:: Supplied information ::

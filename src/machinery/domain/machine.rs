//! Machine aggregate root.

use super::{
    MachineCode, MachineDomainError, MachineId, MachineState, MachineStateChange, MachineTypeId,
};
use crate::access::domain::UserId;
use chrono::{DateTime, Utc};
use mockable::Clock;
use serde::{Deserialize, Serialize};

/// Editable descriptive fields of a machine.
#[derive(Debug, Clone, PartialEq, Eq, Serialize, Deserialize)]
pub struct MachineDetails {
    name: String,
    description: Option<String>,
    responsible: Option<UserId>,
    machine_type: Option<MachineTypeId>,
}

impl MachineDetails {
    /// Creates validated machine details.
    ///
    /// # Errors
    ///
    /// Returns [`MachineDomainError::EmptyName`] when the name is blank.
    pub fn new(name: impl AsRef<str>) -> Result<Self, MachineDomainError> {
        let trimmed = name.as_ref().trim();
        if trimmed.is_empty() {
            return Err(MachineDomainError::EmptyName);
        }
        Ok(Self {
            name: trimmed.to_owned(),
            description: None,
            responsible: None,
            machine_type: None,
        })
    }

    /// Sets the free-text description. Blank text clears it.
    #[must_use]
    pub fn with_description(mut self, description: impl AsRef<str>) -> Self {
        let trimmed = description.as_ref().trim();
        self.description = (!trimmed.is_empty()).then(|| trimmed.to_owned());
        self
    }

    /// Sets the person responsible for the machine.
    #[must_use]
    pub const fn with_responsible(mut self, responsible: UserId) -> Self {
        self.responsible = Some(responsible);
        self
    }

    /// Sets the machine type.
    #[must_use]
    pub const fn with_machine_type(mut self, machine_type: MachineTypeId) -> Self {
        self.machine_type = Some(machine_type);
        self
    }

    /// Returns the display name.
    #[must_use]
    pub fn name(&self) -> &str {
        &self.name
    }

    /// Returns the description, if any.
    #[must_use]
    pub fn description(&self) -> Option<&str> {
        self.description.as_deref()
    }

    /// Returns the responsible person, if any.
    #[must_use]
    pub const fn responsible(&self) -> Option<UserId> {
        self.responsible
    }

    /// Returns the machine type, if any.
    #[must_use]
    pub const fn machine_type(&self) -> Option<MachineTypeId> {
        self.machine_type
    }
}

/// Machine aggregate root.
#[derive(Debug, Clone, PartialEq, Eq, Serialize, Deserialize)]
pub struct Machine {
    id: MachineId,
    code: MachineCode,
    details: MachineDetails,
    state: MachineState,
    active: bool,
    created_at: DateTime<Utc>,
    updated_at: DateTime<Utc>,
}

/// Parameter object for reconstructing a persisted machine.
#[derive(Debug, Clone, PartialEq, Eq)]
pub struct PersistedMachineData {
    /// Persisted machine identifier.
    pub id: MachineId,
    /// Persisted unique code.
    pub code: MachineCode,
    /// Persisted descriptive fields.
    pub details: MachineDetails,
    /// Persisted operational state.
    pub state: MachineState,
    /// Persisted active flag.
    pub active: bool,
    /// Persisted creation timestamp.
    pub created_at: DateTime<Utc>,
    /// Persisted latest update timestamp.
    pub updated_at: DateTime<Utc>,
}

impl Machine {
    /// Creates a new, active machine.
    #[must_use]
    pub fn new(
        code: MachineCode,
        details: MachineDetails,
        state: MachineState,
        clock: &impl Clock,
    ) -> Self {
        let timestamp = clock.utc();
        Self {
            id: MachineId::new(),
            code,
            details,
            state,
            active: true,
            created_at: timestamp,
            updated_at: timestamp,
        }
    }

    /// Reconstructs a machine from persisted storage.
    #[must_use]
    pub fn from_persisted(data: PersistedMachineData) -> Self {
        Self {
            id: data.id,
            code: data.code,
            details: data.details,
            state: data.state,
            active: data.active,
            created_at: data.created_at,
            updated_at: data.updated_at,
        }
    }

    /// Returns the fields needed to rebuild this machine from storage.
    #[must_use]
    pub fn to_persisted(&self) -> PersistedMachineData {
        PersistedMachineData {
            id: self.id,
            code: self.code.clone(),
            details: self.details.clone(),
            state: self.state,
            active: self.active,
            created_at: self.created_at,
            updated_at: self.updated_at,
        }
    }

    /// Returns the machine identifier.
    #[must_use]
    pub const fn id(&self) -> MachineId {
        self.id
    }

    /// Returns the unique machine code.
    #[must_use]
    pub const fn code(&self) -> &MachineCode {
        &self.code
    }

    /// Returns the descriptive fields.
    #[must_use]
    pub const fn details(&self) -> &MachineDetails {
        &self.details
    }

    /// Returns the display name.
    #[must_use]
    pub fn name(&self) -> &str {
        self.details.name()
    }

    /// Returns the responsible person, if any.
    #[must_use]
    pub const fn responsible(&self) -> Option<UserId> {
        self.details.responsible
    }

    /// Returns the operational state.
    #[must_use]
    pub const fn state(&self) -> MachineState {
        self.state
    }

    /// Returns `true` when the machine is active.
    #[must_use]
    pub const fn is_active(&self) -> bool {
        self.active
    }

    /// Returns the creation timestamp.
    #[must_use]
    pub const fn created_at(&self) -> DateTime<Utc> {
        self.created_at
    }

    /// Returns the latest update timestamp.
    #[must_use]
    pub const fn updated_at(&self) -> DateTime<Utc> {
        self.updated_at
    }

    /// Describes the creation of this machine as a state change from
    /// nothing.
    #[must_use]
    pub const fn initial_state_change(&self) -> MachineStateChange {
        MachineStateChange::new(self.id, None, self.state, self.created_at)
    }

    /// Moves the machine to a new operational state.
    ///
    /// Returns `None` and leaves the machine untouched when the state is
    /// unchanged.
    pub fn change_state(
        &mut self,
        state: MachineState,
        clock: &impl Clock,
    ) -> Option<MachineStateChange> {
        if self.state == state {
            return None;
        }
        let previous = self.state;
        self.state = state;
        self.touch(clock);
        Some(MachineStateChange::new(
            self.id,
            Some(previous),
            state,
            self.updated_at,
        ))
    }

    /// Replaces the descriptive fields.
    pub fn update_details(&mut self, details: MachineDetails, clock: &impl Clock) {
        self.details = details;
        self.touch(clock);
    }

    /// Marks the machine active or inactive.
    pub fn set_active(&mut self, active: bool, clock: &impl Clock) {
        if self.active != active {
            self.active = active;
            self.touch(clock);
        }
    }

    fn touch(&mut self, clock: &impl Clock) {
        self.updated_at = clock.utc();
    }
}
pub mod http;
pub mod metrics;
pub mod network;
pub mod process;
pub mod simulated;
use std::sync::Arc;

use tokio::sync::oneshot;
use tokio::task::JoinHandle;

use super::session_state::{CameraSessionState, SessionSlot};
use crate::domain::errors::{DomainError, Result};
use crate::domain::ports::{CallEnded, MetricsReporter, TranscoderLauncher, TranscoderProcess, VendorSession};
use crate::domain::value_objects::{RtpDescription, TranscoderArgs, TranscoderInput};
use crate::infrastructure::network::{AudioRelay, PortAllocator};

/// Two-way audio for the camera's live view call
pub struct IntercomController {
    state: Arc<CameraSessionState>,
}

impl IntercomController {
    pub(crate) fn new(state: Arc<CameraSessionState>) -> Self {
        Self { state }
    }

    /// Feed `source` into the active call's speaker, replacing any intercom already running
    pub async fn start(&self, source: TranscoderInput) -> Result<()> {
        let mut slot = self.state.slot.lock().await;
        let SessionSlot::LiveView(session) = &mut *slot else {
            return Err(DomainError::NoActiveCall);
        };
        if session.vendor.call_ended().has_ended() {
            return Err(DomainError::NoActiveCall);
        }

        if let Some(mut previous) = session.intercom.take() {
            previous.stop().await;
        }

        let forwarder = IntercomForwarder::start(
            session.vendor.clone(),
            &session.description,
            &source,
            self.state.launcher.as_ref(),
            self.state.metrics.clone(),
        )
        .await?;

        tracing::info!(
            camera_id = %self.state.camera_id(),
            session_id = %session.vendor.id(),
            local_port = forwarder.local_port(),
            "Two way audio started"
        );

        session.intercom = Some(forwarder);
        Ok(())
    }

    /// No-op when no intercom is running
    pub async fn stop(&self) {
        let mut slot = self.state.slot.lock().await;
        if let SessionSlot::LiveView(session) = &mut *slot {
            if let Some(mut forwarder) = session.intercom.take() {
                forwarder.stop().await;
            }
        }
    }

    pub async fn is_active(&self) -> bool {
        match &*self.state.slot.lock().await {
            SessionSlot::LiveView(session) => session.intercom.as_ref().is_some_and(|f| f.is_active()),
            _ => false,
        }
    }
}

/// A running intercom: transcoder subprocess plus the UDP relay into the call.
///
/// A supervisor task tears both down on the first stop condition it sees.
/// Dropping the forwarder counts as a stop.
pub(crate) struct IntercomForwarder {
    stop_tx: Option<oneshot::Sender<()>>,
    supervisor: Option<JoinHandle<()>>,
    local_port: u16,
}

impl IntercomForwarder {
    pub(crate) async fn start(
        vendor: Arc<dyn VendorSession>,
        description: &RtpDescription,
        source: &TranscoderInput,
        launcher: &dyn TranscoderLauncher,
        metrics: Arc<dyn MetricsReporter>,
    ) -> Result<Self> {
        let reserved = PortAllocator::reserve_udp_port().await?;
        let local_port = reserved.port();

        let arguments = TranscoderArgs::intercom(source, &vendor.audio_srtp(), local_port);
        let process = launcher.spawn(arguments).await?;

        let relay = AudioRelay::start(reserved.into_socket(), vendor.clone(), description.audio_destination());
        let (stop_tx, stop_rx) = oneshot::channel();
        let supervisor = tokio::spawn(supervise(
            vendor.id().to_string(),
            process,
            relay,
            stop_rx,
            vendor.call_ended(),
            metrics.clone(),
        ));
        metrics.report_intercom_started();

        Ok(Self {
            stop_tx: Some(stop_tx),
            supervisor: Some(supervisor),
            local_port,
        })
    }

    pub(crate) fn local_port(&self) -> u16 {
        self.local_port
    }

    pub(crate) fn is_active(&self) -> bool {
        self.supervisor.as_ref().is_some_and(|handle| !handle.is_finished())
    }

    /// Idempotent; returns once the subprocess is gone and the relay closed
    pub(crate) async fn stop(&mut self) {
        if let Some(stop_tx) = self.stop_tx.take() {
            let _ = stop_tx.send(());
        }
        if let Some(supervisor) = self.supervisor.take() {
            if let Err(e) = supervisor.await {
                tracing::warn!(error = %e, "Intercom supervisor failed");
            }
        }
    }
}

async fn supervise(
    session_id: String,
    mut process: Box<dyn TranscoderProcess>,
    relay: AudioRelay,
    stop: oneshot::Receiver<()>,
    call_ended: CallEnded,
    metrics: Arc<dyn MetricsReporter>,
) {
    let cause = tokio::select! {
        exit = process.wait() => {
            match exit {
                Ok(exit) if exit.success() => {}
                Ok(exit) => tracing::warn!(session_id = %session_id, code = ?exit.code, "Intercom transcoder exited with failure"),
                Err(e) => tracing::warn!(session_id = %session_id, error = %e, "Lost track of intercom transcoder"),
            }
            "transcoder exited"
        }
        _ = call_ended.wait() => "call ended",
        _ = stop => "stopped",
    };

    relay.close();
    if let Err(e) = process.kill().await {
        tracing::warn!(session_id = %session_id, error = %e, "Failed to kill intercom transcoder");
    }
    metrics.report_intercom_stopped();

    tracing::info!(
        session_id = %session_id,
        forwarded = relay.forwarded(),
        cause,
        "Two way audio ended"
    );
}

:::

→ **What the task asks**: Report each line in the preceding entries that holds the string "MachineDetails".

→ **Expected answer**:
pub struct MachineDetails {
impl MachineDetails {
    details: MachineDetails,
    pub details: MachineDetails,
        details: MachineDetails,
    pub const fn details(&self) -> &MachineDetails {
    pub fn update_details(&mut self, details: MachineDetails, clock: &impl Clock) {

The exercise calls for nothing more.